*TASK TO COMPLETE:* All lines in the data bearing the string "IosAdapter" should be identified and copied.

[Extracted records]
————————
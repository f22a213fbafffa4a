//! iOS platform adapter
//!
//! Parses HealthKit-bridge payloads and maps them to canonical activity.

use chrono::{DateTime, Utc};
use serde::Deserialize;
use serde_json::Value;

use super::{
    lenient_pincode, lenient_timestamp, parse_error, require, CanonicalActivity,
    PlatformPayloadAdapter,
};
use crate::error::ProcessError;

/// iOS payload adapter
pub struct IosAdapter;

impl PlatformPayloadAdapter for IosAdapter {
    fn name(&self) -> &'static str {
        "ios"
    }

    fn parse(&self, payload: &Value) -> Result<CanonicalActivity, ProcessError> {
        let raw = IosPayload::deserialize(payload).map_err(parse_error("ios"))?;
        let activity = require(raw.activity, "PhysicalActivity")?;

        Ok(CanonicalActivity {
            user_id: require(raw.user_id, "UserId")?,
            first_name: raw.first_name.unwrap_or_default(),
            last_name: raw.last_name.unwrap_or_default(),
            steps: require(activity.walking_steps, "PhysicalActivity.walking_steps")?,
            latitude: raw.latitude,
            longitude: raw.longitude,
            pincode: raw.pincode,
            timestamp: raw.timestamp,
        })
    }
}

// iOS payload structures; fields the pipeline does not use are ignored

#[derive(Debug, Deserialize)]
struct IosPayload {
    #[serde(rename = "UserId")]
    user_id: Option<String>,
    #[serde(rename = "UserFirstName")]
    first_name: Option<String>,
    #[serde(rename = "UserLastName")]
    last_name: Option<String>,
    #[serde(rename = "PhysicalActivity")]
    activity: Option<IosPhysicalActivity>,
    #[serde(rename = "Geo_lat")]
    latitude: Option<f64>,
    #[serde(rename = "Geo_lon")]
    longitude: Option<f64>,
    #[serde(default, deserialize_with = "lenient_pincode")]
    pincode: Option<String>,
    #[serde(
        rename = "event_timestamp",
        default,
        deserialize_with = "lenient_timestamp"
    )]
    timestamp: Option<DateTime<Utc>>,
}

#[derive(Debug, Deserialize)]
struct IosPhysicalActivity {
    walking_steps: Option<i64>,
}

#[cfg(test)]
mod tests {
    use super::*;
    use serde_json::json;

    #[test]
    fn test_parse_ios_payload() {
        let payload = json!({
            "UserFirstName": "Jane",
            "UserLastName": "Doe",
            "UserAddress": "1 Infinite Loop",
            "UserId": "HIGH-user-1",
            "UserGender": "female",
            "UserHeight": 170,
            "UserWeight": 60,
            "PhysicalActivity": {
                "Dance_minutes": 100,
                "Yoga_minutes": 100,
                "Sleep_hours": 8,
                "walking_steps": 150
            },
            "Geo_lat": 1.3521,
            "Geo_lon": 103.8198,
            "pincode": "333001",
            "event_timestamp": "2024-01-15T08:00:00.000Z"
        });

        let activity = IosAdapter.parse(&payload).unwrap();
        assert_eq!(activity.user_id, "HIGH-user-1");
        assert_eq!(activity.first_name, "Jane");
        assert_eq!(activity.steps, 150);
        assert_eq!(activity.latitude, Some(1.3521));
        assert_eq!(activity.pincode.as_deref(), Some("333001"));
        assert!(activity.timestamp.is_some());
    }

    #[test]
    fn test_missing_steps_is_reported() {
        let payload = json!({
            "UserId": "u1",
            "PhysicalActivity": { "Dance_minutes": 10 },
            "event_timestamp": "2024-01-15T08:00:00Z"
        });

        let err = IosAdapter.parse(&payload).unwrap_err();
        assert!(matches!(err, ProcessError::MissingField(ref f) if f == "PhysicalActivity.walking_steps"));
        assert!(!err.is_fatal());
    }

    #[test]
    fn test_malformed_timestamp_reads_as_missing() {
        let payload = json!({
            "UserId": "u1",
            "PhysicalActivity": { "walking_steps": 10 },
            "event_timestamp": "not-a-date"
        });

        let activity = IosAdapter.parse(&payload).unwrap();
        assert!(activity.timestamp.is_none());
    }
}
————————
*EXPECTED ANSWER:*
pub struct IosAdapter;
impl PlatformPayloadAdapter for IosAdapter {
        let activity = IosAdapter.parse(&payload).unwrap();
        let err = IosAdapter.parse(&payload).unwrap_err();
        let activity = IosAdapter.parse(&payload).unwrap();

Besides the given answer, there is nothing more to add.